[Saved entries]
::::::

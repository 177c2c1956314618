//! Undirected link storage for [`super::Network`].
//!
//! Each node maps to the set of its neighbours. Every insertion writes both
//! directions, so the table stays symmetric and free of duplicate edges.

use std::collections::{BTreeMap, BTreeSet};

use thiserror::Error;

/// Reason a link request was refused.
///
/// Rejections are ordinary outcomes of [`super::Network::try_add_link`] and
/// leave the link table unchanged.
#[derive(Clone, Copy, Debug, Eq, Error, PartialEq)]
pub enum LinkRejection {
    /// Both endpoints named the same node.
    #[error("node {node} cannot link to itself")]
    SelfLoop {
        /// The node named twice.
        node: usize,
    },
    /// An endpoint was at or beyond the node count.
    #[error("node {node} is out of range for a network of {node_count} node(s)")]
    OutOfRange {
        /// The first endpoint found out of range.
        node: usize,
        /// Node count at the time of the request.
        node_count: usize,
    },
    /// The two nodes are already linked.
    #[error("nodes {a} and {b} are already linked")]
    Duplicate {
        /// Requested source endpoint.
        a: usize,
        /// Requested target endpoint.
        b: usize,
    },
}

#[derive(Clone, Debug, Default, PartialEq, Eq)]
pub(crate) struct LinkTable {
    adjacency: BTreeMap<usize, BTreeSet<usize>>,
}

impl LinkTable {
    /// Inserts the edge `{a, b}` in both directions.
    ///
    /// Self-loops are checked first, then bounds, then duplicates.
    pub(crate) fn try_insert(
        &mut self,
        a: usize,
        b: usize,
        node_count: usize,
    ) -> Result<(), LinkRejection> {
        if a == b {
            return Err(LinkRejection::SelfLoop { node: a });
        }
        if let Some(node) = [a, b].into_iter().find(|node| *node >= node_count) {
            return Err(LinkRejection::OutOfRange { node, node_count });
        }
        if self.contains(a, b) {
            return Err(LinkRejection::Duplicate { a, b });
        }
        self.adjacency.entry(a).or_default().insert(b);
        self.adjacency.entry(b).or_default().insert(a);
        Ok(())
    }

    pub(crate) fn contains(&self, a: usize, b: usize) -> bool {
        self.adjacency
            .get(&a)
            .is_some_and(|neighbours| neighbours.contains(&b))
    }

    pub(crate) fn degree(&self, node: usize) -> usize {
        self.adjacency.get(&node).map_or(0, BTreeSet::len)
    }

    pub(crate) fn neighbours(&self, node: usize) -> impl Iterator<Item = usize> + '_ {
        self.adjacency
            .get(&node)
            .into_iter()
            .flat_map(|neighbours| neighbours.iter().copied())
    }

    /// Number of undirected edges.
    pub(crate) fn edge_count(&self) -> usize {
        let directed: usize = self.adjacency.values().map(BTreeSet::len).sum();
        directed / 2
    }

    pub(crate) fn clear(&mut self) {
        self.adjacency.clear();
    }

    /// Drops every edge touching a node at or beyond `node_count`, returning
    /// the number of undirected edges removed.
    pub(crate) fn retain_below(&mut self, node_count: usize) -> usize {
        let before = self.edge_count();
        self.adjacency.retain(|node, neighbours| {
            if *node >= node_count {
                return false;
            }
            neighbours.retain(|neighbour| *neighbour < node_count);
            !neighbours.is_empty()
        });
        before - self.edge_count()
    }

    /// Iterates over every stored directed entry `(source, target)`.
    pub(crate) fn directed_edges(&self) -> impl Iterator<Item = (usize, usize)> + '_ {
        self.adjacency.iter().flat_map(|(source, neighbours)| {
            neighbours.iter().map(move |target| (*source, *target))
        })
    }

    #[cfg(test)]
    pub(crate) fn insert_directed_unchecked(&mut self, source: usize, target: usize) {
        self.adjacency.entry(source).or_default().insert(target);
    }
}
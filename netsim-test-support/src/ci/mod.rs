//! CI-facing configuration shared by test suites.

pub mod property_test_profile;
//! HTTP middleware stack for the portal.
//!
//! # Middleware Order (bottom to top in Router)
//!
//! 1. Sentry layer (capture errors)
//! 2. Request ID (add unique ID to each request)
//! 3. Session layer (tower-sessions with in-memory store)
//! 4. Access gates (extractors, per-route rather than layered)
//! 5. Security headers
//! 6. Rate limiting (governor)

pub mod auth;
pub mod rate_limit;
pub mod request_id;
pub mod security_headers;
pub mod session;

pub use auth::{
    OptionalUser, RequireAdmin, RequireAgent, RequireUser, clear_current_user, set_current_user,
};
pub use rate_limit::{api_rate_limiter, auth_rate_limiter};
pub use request_id::request_id_middleware;
pub use security_headers::security_headers_middleware;
pub use session::create_session_layer;
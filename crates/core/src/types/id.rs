//! Newtype IDs for type-safe entity references.
//!
//! Use the `define_id!` macro to create type-safe ID wrappers that prevent
//! accidentally mixing IDs from different entity types.
//!
//! Backend record IDs are opaque strings (document IDs minted by the policy
//! store), so the wrappers hold `String` rather than an integer.

/// Macro to define a type-safe ID wrapper.
///
/// Creates a newtype wrapper around `String` with:
/// - `Serialize`/`Deserialize` with `#[serde(transparent)]`
/// - `Debug`, `Clone`, `PartialEq`, `Eq`, `Hash`
/// - Conversion methods: `new()`, `as_str()`, `into_inner()`
/// - `From<String>` and `From<&str>` implementations
///
/// # Example
///
/// ```rust
/// # use aegis_core::define_id;
/// define_id!(PolicyId);
/// define_id!(ApplicationId);
///
/// let policy_id = PolicyId::new("64db1f0c2a9e");
/// let application_id = ApplicationId::new("64db1f0c2a9e");
///
/// // These are different types, so this won't compile:
/// // let _: PolicyId = application_id;
/// ```
#[macro_export]
macro_rules! define_id {
    ($name:ident) => {
        #[derive(
            Debug,
            Clone,
            PartialEq,
            Eq,
            Hash,
            ::serde::Serialize,
            ::serde::Deserialize
        )]
        #[serde(transparent)]
        pub struct $name(String);

        impl $name {
            /// Create a new ID from a string value.
            #[must_use]
            pub fn new(id: impl Into<String>) -> Self {
                Self(id.into())
            }

            /// Get the underlying string value.
            #[must_use]
            pub fn as_str(&self) -> &str {
                &self.0
            }

            /// Consume the wrapper and return the underlying `String`.
            #[must_use]
            pub fn into_inner(self) -> String {
                self.0
            }
        }

        impl ::core::fmt::Display for $name {
            fn fmt(&self, f: &mut ::core::fmt::Formatter<'_>) -> ::core::fmt::Result {
                write!(f, "{}", self.0)
            }
        }

        impl From<String> for $name {
            fn from(id: String) -> Self {
                Self(id)
            }
        }

        impl From<&str> for $name {
            fn from(id: &str) -> Self {
                Self(id.to_owned())
            }
        }

        impl From<$name> for String {
            fn from(id: $name) -> Self {
                id.0
            }
        }

        impl AsRef<str> for $name {
            fn as_ref(&self) -> &str {
                &self.0
            }
        }
    };
}

// Define standard entity IDs
define_id!(UserId);
define_id!(PolicyId);
define_id!(ApplicationId);
define_id!(ClaimId);
define_id!(BlogId);
define_id!(ReviewId);
define_id!(TransactionId);

/// A payment processor intent/charge reference (e.g. `pi_3Nq...`).
///
/// Distinct from [`TransactionId`], which names our own payment-history
/// records; this one is minted by the processor and echoed back on success.
#[derive(Debug, Clone, PartialEq, Eq, Hash, ::serde::Serialize, ::serde::Deserialize)]
#[serde(transparent)]
pub struct PaymentRef(String);

impl PaymentRef {
    /// Create a new payment reference.
    #[must_use]
    pub fn new(id: impl Into<String>) -> Self {
        Self(id.into())
    }

    /// Get the underlying string value.
    #[must_use]
    pub fn as_str(&self) -> &str {
        &self.0
    }
}

impl ::core::fmt::Display for PaymentRef {
    fn fmt(&self, f: &mut ::core::fmt::Formatter<'_>) -> ::core::fmt::Result {
        write!(f, "{}", self.0)
    }
}

impl From<String> for PaymentRef {
    fn from(id: String) -> Self {
        Self(id)
    }
}

impl From<&str> for PaymentRef {
    fn from(id: &str) -> Self {
        Self(id.to_owned())
    }
}
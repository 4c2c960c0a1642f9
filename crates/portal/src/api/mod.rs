//! Policy backend REST API client.
//!
//! # Architecture
//!
//! - The backend is the source of truth - NO local sync, direct API calls
//! - In-memory caching via `moka` for catalog responses (5 minute TTL)
//! - Catalog mutations invalidate the cache before returning
//! - User-scoped calls carry the session's identity token as a bearer;
//!   catalog reads go out bare and are the only cached responses
//!
//! # Example
//!
//! ```rust,ignore
//! use aegis_portal::api::BackendClient;
//!
//! let client = BackendClient::new(&config.backend);
//!
//! // Get a policy (public, cached)
//! let policy = client.get_policy(&policy_id).await?;
//!
//! // Submit an application (bearer-authenticated)
//! let application = client.submit_application(&token, &input).await?;
//! ```

mod cache;
pub mod types;

pub use types::*;

use std::sync::Arc;
use std::time::Duration;

use moka::future::Cache;
use secrecy::{ExposeSecret, SecretString};
use thiserror::Error;
use tracing::{debug, instrument};

use aegis_core::{ApplicationId, BlogId, ClaimId, Email, PolicyId, RoleFlags, UserId};

use crate::config::BackendConfig;
use cache::CacheValue;

/// Errors that can occur when talking to the policy backend.
#[derive(Debug, Error)]
pub enum BackendError {
    /// HTTP request failed (connection refused, DNS, timeout at the socket).
    #[error("HTTP error: {0}")]
    Http(#[from] reqwest::Error),

    /// JSON parsing failed.
    #[error("JSON parse error: {0}")]
    Parse(#[from] serde_json::Error),

    /// Resource not found.
    #[error("Not found: {0}")]
    NotFound(String),

    /// Rate limited by the backend.
    #[error("Rate limited, retry after {0} seconds")]
    RateLimited(u64),

    /// Backend rejected the request (4xx/5xx with a message body).
    #[error("Backend rejected request ({status}): {message}")]
    Rejected { status: u16, message: String },

    /// Response shape the client cannot use.
    #[error("Unexpected response: {0}")]
    Unexpected(String),
}

/// Pull a human-readable message out of a backend error body.
///
/// The backend responds with `{"error": "..."}` or `{"message": "..."}`;
/// anything else is truncated raw text.
fn extract_error_message(body: &str) -> String {
    if let Ok(value) = serde_json::from_str::<serde_json::Value>(body) {
        for key in ["error", "message"] {
            if let Some(msg) = value.get(key).and_then(|v| v.as_str()) {
                return msg.to_string();
            }
        }
    }
    body.chars().take(200).collect()
}

// =============================================================================
// BackendClient
// =============================================================================

/// Client for the policy backend REST API.
///
/// Provides typed access to users, policies, applications, claims, blogs,
/// reviews, payments, and dashboard data. Catalog reads are cached for
/// 5 minutes.
#[derive(Clone)]
pub struct BackendClient {
    inner: Arc<BackendClientInner>,
}
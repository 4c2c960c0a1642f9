//! Memoized role resolution.
//!
//! Every gated request needs the caller's role, but the backend only needs
//! to be asked once per user per TTL window. The resolver memoizes
//! successful lookups keyed by email and coalesces concurrent lookups for
//! the same email into a single backend call.
//!
//! Failures are never cached: a user who hit a backend blip gets a fresh
//! lookup on their next request instead of five minutes of no access. And
//! a failed lookup yields an error, not a default role, so no one is ever
//! promoted by an outage.

use std::sync::Arc;
use std::time::Duration;

use moka::future::Cache;
use secrecy::SecretString;
use thiserror::Error;
use tracing::{debug, instrument};

use aegis_core::{Email, Role};

use crate::api::{BackendClient, BackendError};

/// How long a resolved role stays fresh.
const ROLE_TTL: Duration = Duration::from_secs(300);

/// Errors from role resolution.
#[derive(Debug, Error)]
pub enum RoleError {
    /// The backend lookup failed. The caller has no role, not a default one.
    #[error("role lookup failed: {0}")]
    Lookup(#[source] Arc<BackendError>),
}

/// Resolves emails to roles with memoization.
#[derive(Clone)]
pub struct RoleResolver {
    backend: BackendClient,
    cache: Cache<String, Role>,
}

impl RoleResolver {
    /// Create a new resolver backed by the given client.
    #[must_use]
    pub fn new(backend: BackendClient) -> Self {
        let cache = Cache::builder()
            .max_capacity(10_000)
            .time_to_live(ROLE_TTL)
            .build();

        Self { backend, cache }
    }

    /// Resolve the role for an email, authenticating as that user.
    ///
    /// Concurrent calls for the same email share one backend fetch. A
    /// cached role is returned without any network traffic.
    ///
    /// # Errors
    ///
    /// Returns `RoleError::Lookup` if the backend call fails. The failure
    /// is not cached.
    #[instrument(skip(self, token), fields(email = %email))]
    pub async fn resolve(&self, email: &Email, token: &SecretString) -> Result<Role, RoleError> {
        self.cache
            .try_get_with(email.as_str().to_owned(), async {
                debug!("Role cache miss, querying backend");
                let flags = self.backend.check_role(token, email).await?;
                Ok(flags.reduce())
            })
            .await
            .map_err(RoleError::Lookup)
    }

    /// Drop the cached role for an email.
    ///
    /// Called on sign-out and after an admin changes the user's grants.
    pub async fn invalidate(&self, email: &Email) {
        self.cache.invalidate(email.as_str()).await;
    }
}
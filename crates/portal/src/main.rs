//! Aegis insurance portal server.
//!
//! This binary serves the customer, agent, and admin portal on port 3000.
//!
//! # Architecture
//!
//! - Axum web framework serving a JSON API for the browser client
//! - Policy backend API for catalog, applications, claims, and payments
//! - Hosted identity provider for credentials and session tokens
//! - External image host for profile photos and blog covers
//!
//! Everything durable lives behind the backend API; the portal itself
//! keeps only sessions and short-lived caches in memory.

#![cfg_attr(not(test), forbid(unsafe_code))]

use axum::extract::State;
use axum::http::StatusCode;
use axum::{Router, routing::get};

use aegis_portal::config::PortalConfig;
use aegis_portal::state::AppState;
use aegis_portal::{middleware, routes};
use sentry::integrations::tracing as sentry_tracing;
use tower_http::trace::{DefaultOnResponse, OnResponse, TraceLayer};
use tracing::Span;
use tracing_subscriber::{layer::SubscriberExt, util::SubscriberInitExt};

/// Initialize Sentry error tracking and return guard that must be kept alive.
fn init_sentry(config: &PortalConfig) -> Option<sentry::ClientInitGuard> {
    let dsn = config.sentry_dsn.as_ref()?;

    let guard = sentry::init((
        dsn.as_str(),
        sentry::ClientOptions {
            release: sentry::release_name!(),
            environment: config
                .sentry_environment
                .clone()
                .map(std::borrow::Cow::Owned),
            sample_rate: config.sentry_sample_rate,
            traces_sample_rate: config.sentry_traces_sample_rate,
            attach_stacktrace: true,
            ..Default::default()
        },
    ));

    tracing::info!("Sentry initialized");
    Some(guard)
}

/// Filter tracing events to Sentry event types.
fn sentry_event_filter(metadata: &tracing::Metadata<'_>) -> sentry_tracing::EventFilter {
    match *metadata.level() {
        tracing::Level::ERROR | tracing::Level::WARN => sentry_tracing::EventFilter::Event,
        tracing::Level::INFO | tracing::Level::DEBUG => sentry_tracing::EventFilter::Breadcrumb,
        _ => sentry_tracing::EventFilter::Ignore,
    }
}

#[tokio::main]
async fn main() {
    // Load configuration from environment (needed for Sentry init)
    let config = PortalConfig::from_env().expect("Failed to load configuration");

    // Initialize Sentry (must be done before tracing subscriber)
    let _sentry_guard = init_sentry(&config);

    // Initialize tracing with EnvFilter and Sentry integration
    // Defaults to info level for our crate if RUST_LOG is not set
    let env_filter = tracing_subscriber::EnvFilter::try_from_default_env()
        .unwrap_or_else(|_| "aegis_portal=info,tower_http=debug".into());

    // Use JSON format on Fly.io for structured log parsing, text format locally
    let is_fly = std::env::var("FLY_APP_NAME").is_ok();
    let json_layer = is_fly.then(|| tracing_subscriber::fmt::layer().json().flatten_event(true));
    let text_layer = (!is_fly).then(tracing_subscriber::fmt::layer);

    tracing_subscriber::registry()
        .with(env_filter)
        .with(json_layer)
        .with(text_layer)
        .with(sentry_tracing::layer().event_filter(sentry_event_filter))
        .init();

    // Build application state
    let state = AppState::new(config.clone());

    // Create session layer
    let session_layer = middleware::create_session_layer(state.config());

    // Build router; layers listed innermost first
    let app = Router::new()
        .merge(routes::routes())
        .layer(middleware::api_rate_limiter())
        // Probes sit outside the limiter; orchestrators send no proxy headers
        .route("/health", get(health))
        .route("/health/ready", get(readiness))
        .layer(axum::middleware::from_fn(
            middleware::security_headers_middleware,
        ))
        .layer(session_layer)
        .layer(axum::middleware::from_fn(middleware::request_id_middleware))
        .layer(
            TraceLayer::new_for_http()
                .make_span_with(|request: &axum::http::Request<_>| {
                    tracing::info_span!(
                        "http_request",
                        method = %request.method(),
                        uri = %request.uri(),
                        status = tracing::field::Empty,
                        latency_ms = tracing::field::Empty,
                        // Filled in by request_id_middleware, which runs inside this span
                        request_id = tracing::field::Empty,
                    )
                })
                .on_response(
                    |response: &axum::http::Response<_>,
                     latency: std::time::Duration,
                     span: &Span| {
                        span.record("status", response.status().as_u16());
                        span.record("latency_ms", latency.as_millis() as u64);
                        DefaultOnResponse::default().on_response(response, latency, span);
                    },
                ),
        )
        .with_state(state)
        // Sentry layers (outermost for full request coverage)
        .layer(sentry_tower::NewSentryLayer::new_from_top())
        .layer(sentry_tower::SentryHttpLayer::new().enable_transaction());

    // Start server
    let addr = config.socket_addr();
    tracing::info!("portal listening on {}", addr);

    let listener = tokio::net::TcpListener::bind(addr)
        .await
        .expect("Failed to bind to address");

    axum::serve(listener, app)
        .with_graceful_shutdown(shutdown_signal())
        .await
        .expect("Server error");
}

/// Liveness health check endpoint.
///
/// Returns "ok" if the server is running. Does not check dependencies.
async fn health() -> &'static str {
    "ok"
}

/// Readiness health check endpoint.
///
/// Verifies backend connectivity before returning OK.
/// Returns 503 Service Unavailable if the backend is not reachable.
async fn readiness(State(state): State<AppState>) -> StatusCode {
    match state.backend().ping().await {
        Ok(()) => StatusCode::OK,
        Err(_) => StatusCode::SERVICE_UNAVAILABLE,
    }
}

/// Wait for shutdown signal (Ctrl+C or SIGTERM).
async fn shutdown_signal() {
    let ctrl_c = async {
        tokio::signal::ctrl_c()
            .await
            .expect("Failed to install Ctrl+C handler");
    };

    #[cfg(unix)]
    let terminate = async {
        tokio::signal::unix::signal(tokio::signal::unix::SignalKind::terminate())
            .expect("Failed to install signal handler")
            .recv()
            .await;
    };

    #[cfg(not(unix))]
    let terminate = std::future::pending::<()>();

    tokio::select! {
        () = ctrl_c => {},
        () = terminate => {},
    }

    tracing::info!("Shutdown signal received, starting graceful shutdown");
}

::::::

→ Exercise goal
From the data above, copy each line with the string "metadata" in it.

→ Completed exercise
fn sentry_event_filter(metadata: &tracing::Metadata<'_>) -> sentry_tracing::EventFilter {
    match *metadata.level() {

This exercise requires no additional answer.